Exercise requirements
Go through the entries and say how many lines contain the string "requested". The number is the whole answer.

Dataset records
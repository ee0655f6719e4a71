//! Cooperative stop signal shared by the control loop and playback

use std::sync::Arc;

use tokio::sync::watch;

/// Requests that an in-flight `speak` call stop early
///
/// Cloning yields another handle to the same signal.
#[derive(Debug, Clone)]
pub struct Interrupt {
    tx: Arc<watch::Sender<bool>>,
}

impl Default for Interrupt {
    fn default() -> Self {
        Self::new()
    }
}

impl Interrupt {
    /// Create an untriggered interrupt
    #[must_use]
    pub fn new() -> Self {
        let (tx, _rx) = watch::channel(false);
        Self { tx: Arc::new(tx) }
    }

    /// Ask the current call to stop
    pub fn trigger(&self) {
        self.tx.send_replace(true);
        tracing::debug!("interrupt triggered");
    }

    /// Clear a previous trigger so the next call runs normally
    pub fn reset(&self) {
        self.tx.send_replace(false);
    }

    /// Whether a stop has been requested
    #[must_use]
    pub fn is_triggered(&self) -> bool {
        *self.tx.borrow()
    }

    /// Observer side of the signal
    #[must_use]
    pub fn signal(&self) -> StopSignal {
        StopSignal {
            rx: self.tx.subscribe(),
        }
    }
}

/// Observer side of an [`Interrupt`]
#[derive(Debug, Clone)]
pub struct StopSignal {
    rx: watch::Receiver<bool>,
}

impl StopSignal {
    /// Poll without blocking
    #[must_use]
    pub fn is_stopped(&self) -> bool {
        *self.rx.borrow()
    }

    /// Resolve once a stop has been requested
    ///
    /// Never resolves if every [`Interrupt`] handle is dropped untriggered.
    pub async fn stopped(&mut self) {
        if self.rx.wait_for(|stop| *stop).await.is_err() {
            std::future::pending::<()>().await;
        }
    }
}
//! WAV clip loading

use std::io::Read;
use std::path::Path;

use hound::{SampleFormat, WavReader};

use super::AudioClip;
use crate::{Error, Result};

/// Load a PCM WAV file into a clip
///
/// # Errors
///
/// Returns error if the file cannot be opened or is not PCM WAV
pub fn read_wav(path: impl AsRef<Path>) -> Result<AudioClip> {
    let path = path.as_ref();
    let reader = WavReader::open(path)?;
    let clip = clip_from_reader(reader)?;

    tracing::debug!(
        path = %path.display(),
        sample_rate = clip.sample_rate(),
        channels = clip.channels(),
        duration_ms = clip.duration().as_millis(),
        "loaded clip"
    );

    Ok(clip)
}

/// Decode WAV bytes already in memory
///
/// # Errors
///
/// Returns error if the bytes are not PCM WAV
pub fn wav_bytes_to_clip(bytes: &[u8]) -> Result<AudioClip> {
    clip_from_reader(WavReader::new(std::io::Cursor::new(bytes))?)
}

#[allow(clippy::cast_precision_loss)]
fn clip_from_reader<R: Read>(reader: WavReader<R>) -> Result<AudioClip> {
    let spec = reader.spec();

    let samples = match spec.sample_format {
        SampleFormat::Float => reader.into_samples::<f32>().collect::<hound::Result<Vec<_>>>()?,
        SampleFormat::Int => {
            if spec.bits_per_sample == 0 || spec.bits_per_sample > 32 {
                return Err(Error::Audio(format!(
                    "unsupported bit depth: {}",
                    spec.bits_per_sample
                )));
            }
            // Scale to [-1, 1]; the envelope renormalizes anyway
            let scale = (1_i64 << (spec.bits_per_sample - 1)) as f32;
            reader
                .into_samples::<i32>()
                .map(|s| s.map(|v| v as f32 / scale))
                .collect::<hound::Result<Vec<_>>>()?
        }
    };

    AudioClip::new(samples, spec.sample_rate, spec.channels)
}
//! Audio clips, loudness envelopes, and playback
//!
//! Clips arrive as PCM; nothing here decodes compressed formats or resamples.

mod clip;
mod envelope;
mod playback;
mod wav;

pub use clip::AudioClip;
pub use envelope::{Envelope, EnvelopeWindow, window_len};
pub use playback::{AudioOutput, CpalOutput, PlaybackStarted, SilentOutput};
pub use wav::{read_wav, wav_bytes_to_clip};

Written answer
2